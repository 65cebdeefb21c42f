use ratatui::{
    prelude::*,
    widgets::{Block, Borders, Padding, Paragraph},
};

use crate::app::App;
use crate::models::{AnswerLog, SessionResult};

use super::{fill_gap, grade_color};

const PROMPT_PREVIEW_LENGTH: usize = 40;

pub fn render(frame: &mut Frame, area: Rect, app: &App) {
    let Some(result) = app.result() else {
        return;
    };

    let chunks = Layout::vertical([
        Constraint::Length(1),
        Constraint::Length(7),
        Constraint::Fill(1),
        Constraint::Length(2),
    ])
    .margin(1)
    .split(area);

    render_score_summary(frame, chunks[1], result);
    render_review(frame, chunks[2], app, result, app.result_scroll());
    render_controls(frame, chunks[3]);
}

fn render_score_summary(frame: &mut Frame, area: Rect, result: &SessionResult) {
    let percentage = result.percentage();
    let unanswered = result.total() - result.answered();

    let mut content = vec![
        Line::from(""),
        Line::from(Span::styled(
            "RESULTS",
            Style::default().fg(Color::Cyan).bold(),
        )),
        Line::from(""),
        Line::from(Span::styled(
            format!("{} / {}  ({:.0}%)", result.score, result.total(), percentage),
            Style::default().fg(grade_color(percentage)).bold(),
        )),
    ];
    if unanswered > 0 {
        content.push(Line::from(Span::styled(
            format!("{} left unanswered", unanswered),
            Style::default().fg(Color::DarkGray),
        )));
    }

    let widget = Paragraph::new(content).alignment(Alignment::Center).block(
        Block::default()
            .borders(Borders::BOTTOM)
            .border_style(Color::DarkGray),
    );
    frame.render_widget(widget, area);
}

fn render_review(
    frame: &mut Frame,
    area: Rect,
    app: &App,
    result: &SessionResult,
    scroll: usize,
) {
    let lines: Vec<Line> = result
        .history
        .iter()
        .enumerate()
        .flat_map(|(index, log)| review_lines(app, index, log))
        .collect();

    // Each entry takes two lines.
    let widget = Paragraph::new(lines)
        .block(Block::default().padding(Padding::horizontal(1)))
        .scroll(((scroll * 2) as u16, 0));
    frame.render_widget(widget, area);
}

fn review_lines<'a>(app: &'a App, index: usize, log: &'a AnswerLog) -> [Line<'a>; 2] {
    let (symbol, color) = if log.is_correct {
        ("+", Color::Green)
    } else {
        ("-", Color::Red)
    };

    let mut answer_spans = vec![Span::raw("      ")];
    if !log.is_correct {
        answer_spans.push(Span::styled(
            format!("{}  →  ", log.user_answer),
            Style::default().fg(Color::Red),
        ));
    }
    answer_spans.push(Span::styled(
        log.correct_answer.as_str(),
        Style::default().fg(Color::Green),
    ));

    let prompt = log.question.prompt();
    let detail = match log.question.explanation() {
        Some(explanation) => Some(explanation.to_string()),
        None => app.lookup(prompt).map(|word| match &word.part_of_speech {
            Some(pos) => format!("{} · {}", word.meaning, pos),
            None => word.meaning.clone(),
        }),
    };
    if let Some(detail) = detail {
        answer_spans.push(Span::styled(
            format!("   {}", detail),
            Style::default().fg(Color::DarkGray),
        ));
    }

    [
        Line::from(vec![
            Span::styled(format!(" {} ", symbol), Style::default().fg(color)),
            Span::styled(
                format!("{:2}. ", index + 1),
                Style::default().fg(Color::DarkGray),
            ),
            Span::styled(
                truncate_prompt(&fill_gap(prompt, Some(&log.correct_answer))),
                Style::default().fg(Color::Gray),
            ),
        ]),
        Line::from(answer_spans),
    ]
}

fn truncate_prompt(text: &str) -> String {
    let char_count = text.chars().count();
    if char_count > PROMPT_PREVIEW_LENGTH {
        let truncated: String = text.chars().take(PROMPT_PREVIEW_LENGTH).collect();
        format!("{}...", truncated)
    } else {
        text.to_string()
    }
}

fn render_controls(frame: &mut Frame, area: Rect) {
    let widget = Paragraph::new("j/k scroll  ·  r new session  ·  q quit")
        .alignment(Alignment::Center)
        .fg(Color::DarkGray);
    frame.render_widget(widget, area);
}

┄┄┄┄┄┄┄┄┄┄

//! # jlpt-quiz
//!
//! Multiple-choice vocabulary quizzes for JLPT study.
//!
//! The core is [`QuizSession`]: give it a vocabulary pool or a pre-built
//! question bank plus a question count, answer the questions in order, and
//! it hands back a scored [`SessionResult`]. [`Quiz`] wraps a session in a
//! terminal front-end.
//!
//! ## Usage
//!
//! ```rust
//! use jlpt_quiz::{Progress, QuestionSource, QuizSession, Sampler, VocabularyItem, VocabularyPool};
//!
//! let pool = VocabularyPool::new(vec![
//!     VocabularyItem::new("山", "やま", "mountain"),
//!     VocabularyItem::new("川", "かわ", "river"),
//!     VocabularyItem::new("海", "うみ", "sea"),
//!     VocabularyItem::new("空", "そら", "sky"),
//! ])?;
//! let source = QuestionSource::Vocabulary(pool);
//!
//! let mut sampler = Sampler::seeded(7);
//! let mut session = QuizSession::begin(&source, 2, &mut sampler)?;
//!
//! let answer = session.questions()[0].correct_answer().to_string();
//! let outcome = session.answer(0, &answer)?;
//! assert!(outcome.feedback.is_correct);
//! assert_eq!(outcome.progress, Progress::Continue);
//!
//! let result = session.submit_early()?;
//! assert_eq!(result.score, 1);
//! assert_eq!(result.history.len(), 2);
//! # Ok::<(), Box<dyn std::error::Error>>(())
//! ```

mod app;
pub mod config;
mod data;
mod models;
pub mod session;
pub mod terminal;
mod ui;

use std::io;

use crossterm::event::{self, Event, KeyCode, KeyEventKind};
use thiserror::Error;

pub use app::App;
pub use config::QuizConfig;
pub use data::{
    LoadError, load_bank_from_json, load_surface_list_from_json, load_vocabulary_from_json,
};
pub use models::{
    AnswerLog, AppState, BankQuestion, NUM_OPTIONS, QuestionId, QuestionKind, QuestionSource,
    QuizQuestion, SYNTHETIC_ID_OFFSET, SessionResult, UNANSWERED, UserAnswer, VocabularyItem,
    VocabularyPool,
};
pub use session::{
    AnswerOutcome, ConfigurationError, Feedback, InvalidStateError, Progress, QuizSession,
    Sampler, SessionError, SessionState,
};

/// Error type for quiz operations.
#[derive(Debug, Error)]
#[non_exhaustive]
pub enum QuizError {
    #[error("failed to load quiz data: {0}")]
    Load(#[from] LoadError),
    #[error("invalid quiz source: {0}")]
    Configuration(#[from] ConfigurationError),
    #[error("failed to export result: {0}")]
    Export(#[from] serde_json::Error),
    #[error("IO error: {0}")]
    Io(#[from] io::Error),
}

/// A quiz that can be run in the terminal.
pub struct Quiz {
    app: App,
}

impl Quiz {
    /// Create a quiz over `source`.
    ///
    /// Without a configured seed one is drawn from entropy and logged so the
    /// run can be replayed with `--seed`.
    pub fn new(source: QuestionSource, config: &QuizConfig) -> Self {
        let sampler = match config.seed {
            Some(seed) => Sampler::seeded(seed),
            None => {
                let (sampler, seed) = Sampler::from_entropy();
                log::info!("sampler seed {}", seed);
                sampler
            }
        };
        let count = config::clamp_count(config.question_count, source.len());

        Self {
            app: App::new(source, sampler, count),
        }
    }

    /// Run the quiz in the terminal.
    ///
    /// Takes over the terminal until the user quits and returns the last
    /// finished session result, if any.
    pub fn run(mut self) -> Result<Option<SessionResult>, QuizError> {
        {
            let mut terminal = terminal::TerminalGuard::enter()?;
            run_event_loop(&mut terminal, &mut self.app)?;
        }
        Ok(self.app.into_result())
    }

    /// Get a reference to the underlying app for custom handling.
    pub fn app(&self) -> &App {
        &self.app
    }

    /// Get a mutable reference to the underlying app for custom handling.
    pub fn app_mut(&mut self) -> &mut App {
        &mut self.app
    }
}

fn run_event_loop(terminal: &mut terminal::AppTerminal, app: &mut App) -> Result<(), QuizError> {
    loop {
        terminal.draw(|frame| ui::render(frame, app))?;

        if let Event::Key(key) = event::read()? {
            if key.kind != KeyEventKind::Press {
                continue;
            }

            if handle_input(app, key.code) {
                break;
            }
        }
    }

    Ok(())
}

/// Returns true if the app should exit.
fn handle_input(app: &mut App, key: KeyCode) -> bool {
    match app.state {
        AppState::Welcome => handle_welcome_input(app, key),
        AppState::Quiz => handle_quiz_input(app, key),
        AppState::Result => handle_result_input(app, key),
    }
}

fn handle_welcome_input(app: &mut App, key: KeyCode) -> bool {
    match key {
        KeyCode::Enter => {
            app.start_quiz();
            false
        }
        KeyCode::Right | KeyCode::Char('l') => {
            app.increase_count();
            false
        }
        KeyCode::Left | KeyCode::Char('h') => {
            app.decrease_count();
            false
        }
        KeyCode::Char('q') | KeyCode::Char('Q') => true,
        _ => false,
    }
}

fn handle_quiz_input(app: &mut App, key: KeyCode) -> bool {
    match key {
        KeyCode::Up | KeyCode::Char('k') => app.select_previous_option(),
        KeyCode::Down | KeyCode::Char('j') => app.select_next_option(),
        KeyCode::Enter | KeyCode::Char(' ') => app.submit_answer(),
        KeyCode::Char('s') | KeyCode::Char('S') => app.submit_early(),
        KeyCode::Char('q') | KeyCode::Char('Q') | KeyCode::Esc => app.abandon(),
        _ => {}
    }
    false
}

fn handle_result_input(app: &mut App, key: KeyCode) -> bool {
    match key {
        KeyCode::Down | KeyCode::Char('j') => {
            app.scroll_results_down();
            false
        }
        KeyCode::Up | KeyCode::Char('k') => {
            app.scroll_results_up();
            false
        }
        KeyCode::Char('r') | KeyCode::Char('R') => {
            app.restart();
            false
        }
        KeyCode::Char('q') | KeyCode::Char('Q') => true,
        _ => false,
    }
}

┄┄┄┄┄┄┄┄┄┄

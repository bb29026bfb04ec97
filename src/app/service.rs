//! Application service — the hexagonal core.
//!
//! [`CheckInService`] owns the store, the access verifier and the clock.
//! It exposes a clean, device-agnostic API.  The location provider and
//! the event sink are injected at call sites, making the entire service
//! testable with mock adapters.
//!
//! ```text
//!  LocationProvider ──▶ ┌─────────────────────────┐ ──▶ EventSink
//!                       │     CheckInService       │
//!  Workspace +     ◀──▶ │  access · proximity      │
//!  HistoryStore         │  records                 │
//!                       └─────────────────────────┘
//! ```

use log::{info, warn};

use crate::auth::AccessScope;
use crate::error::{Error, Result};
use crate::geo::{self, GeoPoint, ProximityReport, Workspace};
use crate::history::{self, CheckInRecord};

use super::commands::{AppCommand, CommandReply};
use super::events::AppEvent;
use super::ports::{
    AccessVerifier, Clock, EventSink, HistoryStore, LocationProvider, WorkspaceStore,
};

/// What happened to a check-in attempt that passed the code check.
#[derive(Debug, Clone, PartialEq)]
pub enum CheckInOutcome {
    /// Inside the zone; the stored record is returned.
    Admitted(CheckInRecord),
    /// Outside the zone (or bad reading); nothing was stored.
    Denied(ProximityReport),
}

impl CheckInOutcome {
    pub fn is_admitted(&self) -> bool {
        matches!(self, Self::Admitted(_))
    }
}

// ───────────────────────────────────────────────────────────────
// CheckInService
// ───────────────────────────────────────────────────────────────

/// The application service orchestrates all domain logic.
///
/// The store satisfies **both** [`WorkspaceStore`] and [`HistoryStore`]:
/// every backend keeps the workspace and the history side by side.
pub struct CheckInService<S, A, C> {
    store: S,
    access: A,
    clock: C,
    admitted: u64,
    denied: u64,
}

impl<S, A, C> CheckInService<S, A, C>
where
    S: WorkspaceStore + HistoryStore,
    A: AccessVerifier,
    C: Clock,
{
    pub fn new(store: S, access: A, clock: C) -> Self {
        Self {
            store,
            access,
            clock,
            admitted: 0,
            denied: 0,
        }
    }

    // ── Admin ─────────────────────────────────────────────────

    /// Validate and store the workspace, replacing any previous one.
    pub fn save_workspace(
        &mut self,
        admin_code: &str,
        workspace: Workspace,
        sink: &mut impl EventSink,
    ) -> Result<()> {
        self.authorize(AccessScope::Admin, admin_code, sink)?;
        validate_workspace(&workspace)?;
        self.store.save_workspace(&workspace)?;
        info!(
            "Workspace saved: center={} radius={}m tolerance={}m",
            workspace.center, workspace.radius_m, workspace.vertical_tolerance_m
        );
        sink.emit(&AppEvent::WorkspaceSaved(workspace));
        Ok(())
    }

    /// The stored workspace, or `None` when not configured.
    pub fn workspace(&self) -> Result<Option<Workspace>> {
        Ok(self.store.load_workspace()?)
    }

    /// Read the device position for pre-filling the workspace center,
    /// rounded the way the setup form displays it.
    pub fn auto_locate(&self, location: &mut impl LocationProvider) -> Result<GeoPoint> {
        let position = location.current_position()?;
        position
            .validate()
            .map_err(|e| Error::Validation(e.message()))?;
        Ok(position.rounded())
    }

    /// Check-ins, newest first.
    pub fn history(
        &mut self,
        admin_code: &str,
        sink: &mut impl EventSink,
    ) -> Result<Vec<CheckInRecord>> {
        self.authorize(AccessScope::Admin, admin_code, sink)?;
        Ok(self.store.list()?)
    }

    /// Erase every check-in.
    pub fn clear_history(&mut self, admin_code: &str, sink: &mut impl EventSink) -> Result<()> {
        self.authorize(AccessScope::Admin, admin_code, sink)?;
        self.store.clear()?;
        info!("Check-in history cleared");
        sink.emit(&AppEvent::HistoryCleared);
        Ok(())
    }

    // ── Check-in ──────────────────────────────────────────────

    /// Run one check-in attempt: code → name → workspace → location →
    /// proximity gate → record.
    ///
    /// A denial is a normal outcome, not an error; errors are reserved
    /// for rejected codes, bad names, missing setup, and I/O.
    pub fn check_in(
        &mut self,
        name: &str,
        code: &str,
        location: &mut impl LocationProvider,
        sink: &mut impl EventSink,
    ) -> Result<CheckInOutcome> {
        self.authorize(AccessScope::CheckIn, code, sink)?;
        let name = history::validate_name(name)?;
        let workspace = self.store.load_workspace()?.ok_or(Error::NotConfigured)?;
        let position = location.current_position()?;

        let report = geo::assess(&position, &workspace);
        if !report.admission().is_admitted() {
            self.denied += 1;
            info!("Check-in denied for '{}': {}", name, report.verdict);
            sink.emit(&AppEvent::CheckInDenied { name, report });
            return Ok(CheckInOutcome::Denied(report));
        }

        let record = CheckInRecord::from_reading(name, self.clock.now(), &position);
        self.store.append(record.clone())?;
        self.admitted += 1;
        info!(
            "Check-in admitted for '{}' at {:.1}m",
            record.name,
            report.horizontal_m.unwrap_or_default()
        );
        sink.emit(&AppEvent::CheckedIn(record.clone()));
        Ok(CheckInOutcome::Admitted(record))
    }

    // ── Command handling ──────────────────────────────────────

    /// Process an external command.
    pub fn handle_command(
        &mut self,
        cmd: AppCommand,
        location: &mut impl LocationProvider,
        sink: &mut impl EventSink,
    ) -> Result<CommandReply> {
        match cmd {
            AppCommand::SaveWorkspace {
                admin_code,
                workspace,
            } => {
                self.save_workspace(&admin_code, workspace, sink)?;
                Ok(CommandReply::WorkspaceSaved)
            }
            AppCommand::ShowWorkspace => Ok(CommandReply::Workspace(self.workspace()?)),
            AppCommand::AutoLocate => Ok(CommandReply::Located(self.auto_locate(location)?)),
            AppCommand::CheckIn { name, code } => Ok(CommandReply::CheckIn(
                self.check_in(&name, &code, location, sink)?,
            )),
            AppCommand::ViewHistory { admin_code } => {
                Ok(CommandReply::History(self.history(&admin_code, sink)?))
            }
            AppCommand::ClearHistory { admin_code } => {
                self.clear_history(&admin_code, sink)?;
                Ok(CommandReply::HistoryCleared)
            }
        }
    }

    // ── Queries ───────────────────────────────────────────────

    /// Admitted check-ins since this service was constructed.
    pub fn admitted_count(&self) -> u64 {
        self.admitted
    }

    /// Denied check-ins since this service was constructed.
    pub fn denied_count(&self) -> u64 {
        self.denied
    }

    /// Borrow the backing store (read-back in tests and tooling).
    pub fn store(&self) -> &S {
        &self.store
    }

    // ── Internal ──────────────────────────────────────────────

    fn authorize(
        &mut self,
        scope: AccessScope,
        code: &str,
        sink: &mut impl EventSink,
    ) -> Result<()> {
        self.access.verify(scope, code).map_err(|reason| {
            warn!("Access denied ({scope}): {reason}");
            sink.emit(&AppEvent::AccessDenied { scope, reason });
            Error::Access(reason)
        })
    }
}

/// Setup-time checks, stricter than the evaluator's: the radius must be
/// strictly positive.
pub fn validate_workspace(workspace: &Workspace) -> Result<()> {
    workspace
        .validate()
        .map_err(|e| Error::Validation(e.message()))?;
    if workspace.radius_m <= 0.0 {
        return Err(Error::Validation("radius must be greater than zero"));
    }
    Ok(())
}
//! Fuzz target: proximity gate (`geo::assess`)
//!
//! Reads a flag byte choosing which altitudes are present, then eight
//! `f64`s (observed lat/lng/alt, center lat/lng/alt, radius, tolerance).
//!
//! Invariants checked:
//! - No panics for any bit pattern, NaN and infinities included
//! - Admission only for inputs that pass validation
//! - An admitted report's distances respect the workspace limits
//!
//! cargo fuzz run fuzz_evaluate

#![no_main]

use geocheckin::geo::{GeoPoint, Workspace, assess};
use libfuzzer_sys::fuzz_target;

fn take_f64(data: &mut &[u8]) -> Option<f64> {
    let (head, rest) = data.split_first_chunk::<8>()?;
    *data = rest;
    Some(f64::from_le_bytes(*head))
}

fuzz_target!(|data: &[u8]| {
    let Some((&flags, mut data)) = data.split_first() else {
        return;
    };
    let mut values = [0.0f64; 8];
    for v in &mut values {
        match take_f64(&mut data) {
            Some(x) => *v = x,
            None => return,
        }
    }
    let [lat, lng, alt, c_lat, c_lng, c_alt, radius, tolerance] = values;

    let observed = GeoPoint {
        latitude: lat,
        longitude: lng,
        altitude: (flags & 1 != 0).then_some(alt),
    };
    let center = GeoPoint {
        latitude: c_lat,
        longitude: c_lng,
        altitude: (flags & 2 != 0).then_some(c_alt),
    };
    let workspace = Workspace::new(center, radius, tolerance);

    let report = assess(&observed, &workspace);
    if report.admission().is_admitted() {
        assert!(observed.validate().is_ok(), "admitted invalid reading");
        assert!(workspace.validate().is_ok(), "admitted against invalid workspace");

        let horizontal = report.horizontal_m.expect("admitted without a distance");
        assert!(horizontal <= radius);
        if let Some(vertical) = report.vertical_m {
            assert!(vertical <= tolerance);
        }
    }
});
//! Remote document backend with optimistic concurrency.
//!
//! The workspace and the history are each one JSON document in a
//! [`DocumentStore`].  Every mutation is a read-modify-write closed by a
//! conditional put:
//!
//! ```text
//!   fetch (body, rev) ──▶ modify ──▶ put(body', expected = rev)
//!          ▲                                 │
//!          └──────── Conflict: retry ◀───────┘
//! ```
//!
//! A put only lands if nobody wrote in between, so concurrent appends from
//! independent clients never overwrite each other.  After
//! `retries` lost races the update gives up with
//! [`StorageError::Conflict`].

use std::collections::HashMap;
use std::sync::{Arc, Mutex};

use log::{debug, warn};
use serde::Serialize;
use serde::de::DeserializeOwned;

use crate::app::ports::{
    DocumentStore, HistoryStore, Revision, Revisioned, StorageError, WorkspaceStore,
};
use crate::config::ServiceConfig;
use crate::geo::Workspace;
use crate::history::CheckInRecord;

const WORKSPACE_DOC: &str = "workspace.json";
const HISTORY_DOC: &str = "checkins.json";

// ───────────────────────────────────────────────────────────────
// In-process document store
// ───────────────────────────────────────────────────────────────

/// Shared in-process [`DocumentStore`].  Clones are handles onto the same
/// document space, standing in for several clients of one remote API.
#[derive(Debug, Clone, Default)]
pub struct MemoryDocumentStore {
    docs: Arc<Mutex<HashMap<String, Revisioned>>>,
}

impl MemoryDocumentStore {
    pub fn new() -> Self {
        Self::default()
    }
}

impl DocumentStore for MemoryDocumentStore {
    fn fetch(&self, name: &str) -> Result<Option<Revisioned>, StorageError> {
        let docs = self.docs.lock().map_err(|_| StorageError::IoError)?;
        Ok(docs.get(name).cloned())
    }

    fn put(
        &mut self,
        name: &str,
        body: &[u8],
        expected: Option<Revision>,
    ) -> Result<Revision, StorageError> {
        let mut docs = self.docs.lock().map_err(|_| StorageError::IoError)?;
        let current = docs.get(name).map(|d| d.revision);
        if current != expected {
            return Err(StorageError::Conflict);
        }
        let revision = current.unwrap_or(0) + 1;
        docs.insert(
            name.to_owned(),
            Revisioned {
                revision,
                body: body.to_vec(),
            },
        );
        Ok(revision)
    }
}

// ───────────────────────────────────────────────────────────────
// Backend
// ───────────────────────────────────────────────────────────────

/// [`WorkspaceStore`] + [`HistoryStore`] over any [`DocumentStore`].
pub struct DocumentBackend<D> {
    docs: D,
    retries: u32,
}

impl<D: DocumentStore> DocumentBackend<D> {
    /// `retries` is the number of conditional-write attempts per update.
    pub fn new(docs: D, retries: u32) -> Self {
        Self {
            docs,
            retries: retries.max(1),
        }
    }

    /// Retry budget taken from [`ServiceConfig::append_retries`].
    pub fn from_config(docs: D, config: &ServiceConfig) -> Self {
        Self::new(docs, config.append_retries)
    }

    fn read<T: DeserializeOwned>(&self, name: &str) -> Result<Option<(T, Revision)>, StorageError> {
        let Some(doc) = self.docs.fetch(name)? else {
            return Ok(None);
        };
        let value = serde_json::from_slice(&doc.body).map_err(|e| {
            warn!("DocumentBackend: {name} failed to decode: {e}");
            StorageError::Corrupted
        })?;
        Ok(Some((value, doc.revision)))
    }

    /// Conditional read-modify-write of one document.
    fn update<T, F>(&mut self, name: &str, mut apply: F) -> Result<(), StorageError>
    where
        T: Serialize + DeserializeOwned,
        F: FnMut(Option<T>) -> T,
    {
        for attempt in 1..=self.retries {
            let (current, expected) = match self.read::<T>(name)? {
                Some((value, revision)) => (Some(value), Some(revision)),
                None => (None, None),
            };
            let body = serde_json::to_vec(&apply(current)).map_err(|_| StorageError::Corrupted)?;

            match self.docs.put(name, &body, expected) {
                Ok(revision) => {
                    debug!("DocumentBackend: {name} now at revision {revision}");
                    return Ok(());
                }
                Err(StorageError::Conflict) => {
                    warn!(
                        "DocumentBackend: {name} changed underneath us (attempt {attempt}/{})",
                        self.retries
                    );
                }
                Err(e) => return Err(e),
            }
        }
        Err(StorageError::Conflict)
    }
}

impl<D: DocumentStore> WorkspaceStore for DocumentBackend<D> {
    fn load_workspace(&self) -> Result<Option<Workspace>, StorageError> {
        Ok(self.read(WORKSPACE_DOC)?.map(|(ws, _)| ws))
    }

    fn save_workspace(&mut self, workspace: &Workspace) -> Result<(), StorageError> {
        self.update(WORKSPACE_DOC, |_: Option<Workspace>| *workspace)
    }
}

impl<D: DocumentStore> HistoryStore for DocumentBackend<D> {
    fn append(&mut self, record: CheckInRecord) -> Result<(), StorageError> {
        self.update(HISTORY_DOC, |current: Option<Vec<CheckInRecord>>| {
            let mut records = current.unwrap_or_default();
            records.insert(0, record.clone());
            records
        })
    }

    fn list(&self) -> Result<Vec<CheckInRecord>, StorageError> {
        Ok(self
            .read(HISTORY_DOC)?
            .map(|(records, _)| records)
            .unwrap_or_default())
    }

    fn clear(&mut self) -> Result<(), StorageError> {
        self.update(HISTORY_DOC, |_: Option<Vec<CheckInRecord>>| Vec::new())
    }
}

┄┄┄┄┄┄┄┄┄┄

** AIM OF THE EXERCISE **
Only the lines from the one containing "closed by a" through the one containing "use crate::history::CheckInRecord;" are to be retyped, both boundary lines included, with no other material.

** EXERCISE ANSWER **
//! [`DocumentStore`].  Every mutation is a read-modify-write closed by a
//! conditional put:
//!
//! ```text
//!   fetch (body, rev) ──▶ modify ──▶ put(body', expected = rev)
//!          ▲                                 │
//!          └──────── Conflict: retry ◀───────┘
//! ```
//!
//! A put only lands if nobody wrote in between, so concurrent appends from
//! independent clients never overwrite each other.  After
//! `retries` lost races the update gives up with
//! [`StorageError::Conflict`].

use std::collections::HashMap;
use std::sync::{Arc, Mutex};

use log::{debug, warn};
use serde::Serialize;
use serde::de::DeserializeOwned;

use crate::app::ports::{
    DocumentStore, HistoryStore, Revision, Revisioned, StorageError, WorkspaceStore,
};
use crate::config::ServiceConfig;
use crate::geo::Workspace;
use crate::history::CheckInRecord;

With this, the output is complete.